Verteilen Sie zuerst einen leichten Hitzeschutz. Bei feinem Haar eignet sich ein Spray oder ein fluides Produkt, das nicht beschwert. Anschließend kann ein Ansatzschaum, Volumenspray oder Föhnschaum direkt am Haaransatz eingearbeitet werden. Weniger ist dabei oft mehr: Zu viel Produkt macht den Ansatz klebrig und nimmt ihm Bewegung.

Trocknen Sie zunächst ungefähr 70 bis 80 Prozent der Feuchtigkeit vor. Föhnen Sie dabei gegen die natürliche Wuchsrichtung oder arbeiten Sie kopfüber, wenn Sie ein besonders luftiges Grundvolumen möchten. Danach teilen Sie das Haar in saubere Partien ab. Je besser die Abteilung, desto gezielter lässt sich jede Strähne formen.

Setzen Sie eine Rundbürste nah am Ansatz an, heben Sie die Partie an und führen Sie die Föhndüse immer von oben entlang der Bürste. Halten Sie die Spannung kurz, bevor Sie die Haarpartie mit der Kaltlufttaste auskühlen lassen. Erst dann lösen Sie die Bürste. Für einen glamouröseren Effekt können die ausgehöhlten Partien einige Minuten auf Klettwicklern auskühlen.

Vermeiden Sie es, frisch geföhnte Haarpartien sofort durchzukämmen oder mit den Händen zu zerdrücken. Das nimmt dem Haar genau die Luftigkeit, die Sie aufgebaut haben. Lockern Sie die Ansätze stattdessen erst am Ende vorsichtig mit den Fingern. Ein feiner, flexibler Haarspray-Nebel gibt Halt, ohne die Frisur hart wirken zu lassen.

Profi-Föhn oder günstiges Gerät?

Ein günstiger Föhn kann für gelegentliches Trocknen ausreichen. Wer jedoch regelmäßig Volumen mit Bürste stylt, langes Haar föhnt oder die Hitzeeinwirkung besser kontrollieren möchte, profitiert meist von einem professionell ausgerichteten Gerät. Der Unterschied liegt häufig in der Luftstromqualität, der präziseren Temperatursteuerung, dem Gewicht und der Langlebigkeit des Motors.

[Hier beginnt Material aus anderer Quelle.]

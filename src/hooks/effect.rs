//! Effect records and dependency comparison.

use std::any::Any;
use std::cell::RefCell;
use std::rc::Rc;

use crate::primitives::Cleanup;

bitflags::bitflags! {
    /// Which phase an effect belongs to, and whether it must fire this commit.
    #[derive(Debug, Clone, Copy, PartialEq, Eq, Default)]
    pub struct HookFlags: u8 {
        const HAS_EFFECT = 1 << 0;
        const LAYOUT = 1 << 2;
        const PASSIVE = 1 << 3;
    }
}

/// Effect body. Returns the cleanup to run before the next fire or unmount.
pub type EffectCreate = Rc<dyn Fn() -> Option<Cleanup>>;

/// State shared by every render's copy of the same effect: its live cleanup.
#[derive(Default)]
pub struct EffectInstance {
    destroy: RefCell<Option<Cleanup>>,
}

impl EffectInstance {
    fn run_destroy(&self) {
        let destroy = self.destroy.borrow_mut().take();
        if let Some(destroy) = destroy {
            destroy();
        }
    }

    fn run_create(&self, create: &EffectCreate) {
        let destroy = create();
        *self.destroy.borrow_mut() = destroy;
    }
}

/// One effect registered by one render.
#[derive(Clone)]
pub struct Effect {
    pub tag: HookFlags,
    pub create: EffectCreate,
    pub inst: Rc<EffectInstance>,
    pub deps: Option<Rc<dyn Any>>,
}

/// `None` never matches: effects without dependencies fire every commit.
pub fn deps_equal<D: PartialEq + 'static>(next: Option<&D>, prev: Option<&Rc<dyn Any>>) -> bool {
    match (next, prev) {
        (Some(next), Some(prev)) => prev.downcast_ref::<D>() == Some(next),
        _ => false,
    }
}

/// Run cleanups of every effect whose tag contains `flags`.
pub fn commit_unmount(effects: &[Effect], flags: HookFlags) {
    for effect in effects {
        if effect.tag.contains(flags) {
            effect.inst.run_destroy();
        }
    }
}

/// Fire every effect whose tag contains `flags`, keeping its cleanup.
pub fn commit_mount(effects: &[Effect], flags: HookFlags) {
    for effect in effects {
        if effect.tag.contains(flags) {
            effect.inst.run_create(&effect.create);
        }
    }
}
//! Passive phase - effects collected from a commit, run after it.

use crate::engine::{Engine, Flags, NodeId, NodeQueue, WorkTag};
use crate::hooks::{Effect, HookFlags, commit_mount, commit_unmount};
use crate::scheduler::TaskHandle;

/// Passive effects of one commit, detached from the engine.
#[derive(Default)]
pub(crate) struct PassiveEffects {
    /// Every passive effect of every deleted component.
    deleted: Vec<Effect>,
    /// Effect lists of updated components, children before parents.
    updated: Vec<Vec<Effect>>,
}

impl PassiveEffects {
    /// Cleanups of deleted components, then cleanups of updated ones, then
    /// creates. No create runs before every cleanup has.
    pub(crate) fn run(self) {
        commit_unmount(&self.deleted, HookFlags::PASSIVE);
        for effects in &self.updated {
            commit_unmount(effects, HookFlags::PASSIVE | HookFlags::HAS_EFFECT);
        }
        for effects in &self.updated {
            commit_mount(effects, HookFlags::PASSIVE | HookFlags::HAS_EFFECT);
        }
    }

    pub(crate) fn is_empty(&self) -> bool {
        self.deleted.is_empty() && self.updated.is_empty()
    }
}

impl Engine {
    /// Take the pending passive work of the last commit.
    ///
    /// Deleted subtrees are released from the arena here, after their
    /// effects were collected. Returns the scheduled task (if any) so the
    /// caller can cancel it.
    pub(crate) fn take_passive_effects(&mut self) -> Option<(PassiveEffects, Option<TaskHandle>)> {
        let pending = self.pending_passive.take()?;
        let _span = tracing::debug_span!("passive_effects", lanes = ?pending.lanes).entered();

        let mut effects = PassiveEffects::default();
        for &deleted in &pending.deletions {
            self.collect_deleted(deleted, &mut effects.deleted);
        }
        for deleted in pending.deletions {
            self.arena.release_subtree(deleted);
        }
        if self.arena.contains(pending.finished) {
            self.collect_passive(pending.finished, &mut effects);
        }

        tracing::debug!(
            deleted = effects.deleted.len(),
            updated = effects.updated.len(),
            "passive effects collected"
        );
        Some((effects, pending.task))
    }

    fn collect_passive(&self, node: NodeId, out: &mut PassiveEffects) {
        let entry = &self.arena[node];
        if entry.subtree_flags.intersects(Flags::PASSIVE_MASK) {
            let mut child = entry.child;
            while let Some(id) = child {
                self.collect_passive(id, out);
                child = self.arena[id].sibling;
            }
        }
        if entry.tag == WorkTag::FunctionComponent && entry.flags.contains(Flags::PASSIVE) {
            if let NodeQueue::Effects(effects) = &entry.update_queue {
                out.updated.push(effects.clone());
            }
        }
    }

    fn collect_deleted(&self, node: NodeId, out: &mut Vec<Effect>) {
        let Some(entry) = self.arena.get(node) else {
            return;
        };
        if entry.tag == WorkTag::FunctionComponent {
            if let NodeQueue::Effects(effects) = &entry.update_queue {
                out.extend(effects.iter().cloned());
            }
        }
        let mut child = entry.child;
        while let Some(id) = child {
            self.collect_deleted(id, out);
            child = self.arena.get(id).and_then(|n| n.sibling);
        }
    }
}
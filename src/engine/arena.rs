//! Node Arena - Slot allocation for render nodes.
//!
//! Manages the lifecycle of node slots:
//! - Free slot pool for O(1) reuse
//! - Generation counter per slot so released ids go stale
//! - Alternate pairing and subtree release
//!
//! Nodes reference each other by [`NodeId`], never by pointer, so the
//! cyclic `alternate` and `parent` links need no shared ownership.

use std::ops::{Index, IndexMut};

use crate::primitives::Props;

use super::node::{Flags, NodeId, RenderNode};

struct Slot {
    generation: u32,
    node: Option<RenderNode>,
}

/// What a render changed in nodes it does not own.
#[derive(Default)]
struct Journal {
    allocated: Vec<NodeId>,
    /// Previous `parent` of every node relinked, oldest first.
    parents: Vec<(NodeId, Option<NodeId>)>,
}

/// Storage for every node buffer of one root.
#[derive(Default)]
pub struct NodeArena {
    slots: Vec<Slot>,
    free: Vec<u32>,
    live: usize,
    journal: Option<Journal>,
}

impl NodeArena {
    pub fn new() -> Self {
        Self::default()
    }

    // =========================================================================
    // Allocation
    // =========================================================================

    /// Store a node and return its id. Reuses a freed slot when possible.
    pub fn allocate(&mut self, node: RenderNode) -> NodeId {
        self.live += 1;
        let id = if let Some(index) = self.free.pop() {
            let slot = &mut self.slots[index as usize];
            slot.node = Some(node);
            NodeId {
                index,
                generation: slot.generation,
            }
        } else {
            let index = self.slots.len() as u32;
            self.slots.push(Slot {
                generation: 0,
                node: Some(node),
            });
            NodeId {
                index,
                generation: 0,
            }
        };
        if let Some(journal) = &mut self.journal {
            journal.allocated.push(id);
        }
        id
    }

    /// Point `id` at `parent`. While a journal is open the old link is
    /// recorded, so committed nodes relinked under a discarded buffer get
    /// their parent back.
    pub fn set_parent(&mut self, id: NodeId, parent: Option<NodeId>) {
        let previous = std::mem::replace(&mut self[id].parent, parent);
        if let Some(journal) = &mut self.journal {
            journal.parents.push((id, previous));
        }
    }

    /// Start recording allocations, so a render that fails can give back
    /// every buffer it created.
    pub fn begin_journal(&mut self) {
        self.journal = Some(Journal::default());
    }

    /// Stop recording and keep what was allocated.
    pub fn end_journal(&mut self) {
        self.journal = None;
    }

    /// Stop recording, restore every relinked parent and release everything
    /// allocated since [`begin_journal`](Self::begin_journal). Buffers paired
    /// with a surviving node are unpaired first.
    pub fn discard_journal(&mut self) {
        let Some(journal) = self.journal.take() else {
            return;
        };
        for (id, parent) in journal.parents.into_iter().rev() {
            if let Some(node) = self.get_mut(id) {
                node.parent = parent;
            }
        }
        for id in journal.allocated {
            if let Some(node) = self.release(id) {
                if let Some(partner) = node.alternate.and_then(|alt| self.get_mut(alt)) {
                    partner.alternate = None;
                }
            }
        }
    }

    /// Free one slot. Stale ids are ignored.
    pub fn release(&mut self, id: NodeId) -> Option<RenderNode> {
        let slot = self.slots.get_mut(id.index as usize)?;
        if slot.generation != id.generation {
            return None;
        }
        let node = slot.node.take()?;
        slot.generation = slot.generation.wrapping_add(1);
        self.free.push(id.index);
        self.live -= 1;
        Some(node)
    }

    /// Free a subtree and every alternate inside it.
    ///
    /// Walks `child`/`sibling` of the given buffer and its alternate, so
    /// both generations of every descendant are returned to the pool.
    pub fn release_subtree(&mut self, root: NodeId) {
        let root_alternate = self.get(root).and_then(|n| n.alternate);
        let mut stack = vec![root];
        while let Some(id) = stack.pop() {
            let Some(node) = self.release(id) else {
                continue;
            };
            if let Some(alternate) = node.alternate {
                if let Some(alt) = self.get_mut(alternate) {
                    alt.alternate = None;
                }
                stack.push(alternate);
            }
            if let Some(child) = node.child {
                stack.push(child);
            }
            // The root of the released subtree keeps its siblings alive.
            if id != root && Some(id) != root_alternate {
                if let Some(sibling) = node.sibling {
                    stack.push(sibling);
                }
            }
        }
    }

    /// The work-in-progress buffer for `current`, with `props` pending.
    ///
    /// Reuses the alternate slot when there is one, so a position never owns
    /// more than two buffers. Everything but effects is copied from `current`.
    pub fn work_in_progress(&mut self, current: NodeId, props: Props) -> NodeId {
        let wip = match self[current].alternate {
            Some(alternate) => {
                let node = &mut self[alternate];
                node.pending_props = props;
                node.flags = Flags::empty();
                node.subtree_flags = Flags::empty();
                node.deletions.clear();
                alternate
            }
            None => {
                let source = &self[current];
                let mut node = RenderNode::new(source.tag, props, source.key.clone());
                node.element_type = source.element_type.clone();
                node.state_node = source.state_node.clone();
                node.alternate = Some(current);
                let id = self.allocate(node);
                self[current].alternate = Some(id);
                id
            }
        };

        let source = &self[current];
        let child = source.child;
        let sibling = source.sibling;
        let index = source.index;
        let lanes = source.lanes;
        let child_lanes = source.child_lanes;
        let memoized_props = source.memoized_props.clone();
        let memoized_state = source.memoized_state.clone();
        let update_queue = source.update_queue.clone();
        let state_node = source.state_node.clone();

        let node = &mut self[wip];
        node.child = child;
        node.sibling = sibling;
        node.index = index;
        node.lanes = lanes;
        node.child_lanes = child_lanes;
        node.memoized_props = memoized_props;
        node.memoized_state = memoized_state;
        node.update_queue = update_queue;
        node.state_node = state_node;
        wip
    }

    // =========================================================================
    // Lookups
    // =========================================================================

    pub fn get(&self, id: NodeId) -> Option<&RenderNode> {
        let slot = self.slots.get(id.index as usize)?;
        if slot.generation != id.generation {
            return None;
        }
        slot.node.as_ref()
    }

    pub fn get_mut(&mut self, id: NodeId) -> Option<&mut RenderNode> {
        let slot = self.slots.get_mut(id.index as usize)?;
        if slot.generation != id.generation {
            return None;
        }
        slot.node.as_mut()
    }

    pub fn contains(&self, id: NodeId) -> bool {
        self.get(id).is_some()
    }

    /// Number of live node buffers.
    pub fn len(&self) -> usize {
        self.live
    }

    pub fn is_empty(&self) -> bool {
        self.live == 0
    }

    /// Children of a node in sibling order.
    pub fn children(&self, id: NodeId) -> Vec<NodeId> {
        let mut out = Vec::new();
        let mut child = self[id].child;
        while let Some(c) = child {
            out.push(c);
            child = self[c].sibling;
        }
        out
    }
}

impl Index<NodeId> for NodeArena {
    type Output = RenderNode;

    fn index(&self, id: NodeId) -> &RenderNode {
        match self.get(id) {
            Some(node) => node,
            None => panic!("stale node id {id:?}"),
        }
    }
}

impl IndexMut<NodeId> for NodeArena {
    fn index_mut(&mut self, id: NodeId) -> &mut RenderNode {
        match self.get_mut(id) {
            Some(node) => node,
            None => panic!("stale node id {id:?}"),
        }
    }
}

Das teuerste Modell ist dennoch nicht automatisch das richtige. Ein sehr leistungsstarker Föhn ohne differenzierte Einstellungen kann für empfindliches, feines Haar weniger geeignet sein als ein leichteres Gerät mit gut abgestuften Temperaturstufen. Achten Sie deshalb auf Ihre Stylingroutine: Soll das Haar schnell trocknen, gezielt geglättet werden oder steht Ansatzvolumen im Mittelpunkt? Daraus ergibt sich die passende Ausstattung.

Bei Matuschka Hairshop lässt sich die Geräteauswahl sinnvoll mit professionellen Stylingprodukten ergänzen. Das ist besonders hilfreich, wenn feines Haar Halt braucht, colorierte Längen Schutz benötigen oder Locken mehr Definition und Volumen erhalten sollen.

Ein Föhn für Volumen ist dann eine gute Investition, wenn er zu Ihrem Haar und Ihrer Technik passt. Nehmen Sie sich beim nächsten Styling zwei Minuten mehr Zeit für saubere Abteilungen, die Kaltluftphase und einen angehobenen Ansatz - oft liegt genau dort der Unterschied zwischen schnell trockenem Haar und einer Frisur mit salonreifer Fülle.